The CTA has significant implications for family offices as well as domestic and foreign small businesses and entities. In addition, the act helps minimize risk related to crimes against humanity and related financial exploitation, helping to burgeon global ethics and ESG initiatives. Technology will be a key foundational pillar in the years to come. When it comes to family offices, it is about finding the optimal balance between technology and people to enable you to move quickly and effectively. If family offices do not evaluate tech and people, this may lead them to being reactive, exposed and unable to move forward effectively. Similar risks exist for other small businesses under the CTA.
Let’s be transparent. There is no safety in what you don’t know, especially when it comes to U.S. government enforcement. Now is the time to prepare for the CTA and understand your risks and opportunities for tracking, monitoring, and reporting relevant beneficial ownership information.

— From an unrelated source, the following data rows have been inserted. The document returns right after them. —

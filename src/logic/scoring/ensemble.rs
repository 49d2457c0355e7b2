//! Score Aggregator
//!
//! Weighted rule score, optional model blend, threshold bucketing.
//!
//! ```text
//! rule_raw   = max(0, round(Σ base_score × weight[rule_id]))
//! rule_score = min(rule_raw, 100)
//! final      = round(rule_score × Wr + model_score × Wm)   (model scored)
//!            = rule_score                                 (otherwise)
//! ```

use crate::logic::policy::VerticalPolicy;
use crate::logic::rules::Flag;

use super::types::{Decision, FlagContribution, ModelOutcome, RiskLevel, ScoreBreakdown};

/// Scores are bucketed on a 0..=100 scale
pub const MAX_SCORE: u32 = 100;

/// Combine already-ordered flags with the model outcome under one policy
pub fn aggregate(flags: Vec<Flag>, policy: &VerticalPolicy, model: &ModelOutcome) -> ScoreBreakdown {
    let contributions: Vec<FlagContribution> = flags
        .into_iter()
        .map(|flag| {
            let weight = policy.weight(&flag.rule_id);
            let weighted_score = flag.score as f64 * weight;
            FlagContribution {
                flag,
                weight,
                weighted_score,
            }
        })
        .collect();

    let rule_score_raw = to_score(contributions.iter().map(|c| c.weighted_score).sum());
    let rule_score = rule_score_raw.min(MAX_SCORE);

    let model_score = model.probability().map(probability_to_score);
    let final_score = match model_score {
        Some(m) => blend(rule_score, m, policy),
        None => rule_score,
    };

    ScoreBreakdown {
        contributions,
        rule_score_raw,
        rule_score,
        model_score,
        model_status: model.status(),
        final_score,
        risk_level: risk_level(final_score, policy),
        decision: decide(final_score, policy),
    }
}

fn to_score(value: f64) -> u32 {
    if !value.is_finite() || value <= 0.0 {
        return 0;
    }
    value.round().min(u32::MAX as f64) as u32
}

/// Probability in [0, 1] to a 0..=100 score
pub fn probability_to_score(p: f64) -> u32 {
    to_score(p.clamp(0.0, 1.0) * MAX_SCORE as f64)
}

fn blend(rule_score: u32, model_score: u32, policy: &VerticalPolicy) -> u32 {
    let w = policy.ensemble;
    to_score(rule_score as f64 * w.rule_weight + model_score as f64 * w.model_weight).min(MAX_SCORE)
}

/// Equality goes to the stricter bucket
pub fn decide(score: u32, policy: &VerticalPolicy) -> Decision {
    if score >= policy.decline_threshold {
        Decision::Decline
    } else if score >= policy.review_threshold {
        Decision::Review
    } else {
        Decision::Approve
    }
}

/// Critical at decline, high at review, medium from half the review threshold
pub fn risk_level(score: u32, policy: &VerticalPolicy) -> RiskLevel {
    if score >= policy.decline_threshold {
        RiskLevel::Critical
    } else if score >= policy.review_threshold {
        RiskLevel::High
    } else if score >= policy.review_threshold / 2 {
        RiskLevel::Medium
    } else {
        RiskLevel::Low
    }
}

This article includes insights from Brooke Hopkins, partner and managing director at AlixPartners LLP, an expert in corporate operational compliance, ESG, risk and investigations. (Note: This article is not intended to provide legal advice but to provide general information and discussion on current events and possible solutions. You should seek your own legal advice and other professional counsel regarding your specific needs, situation and circumstances). Refer to www.fincen.gov/boi for details.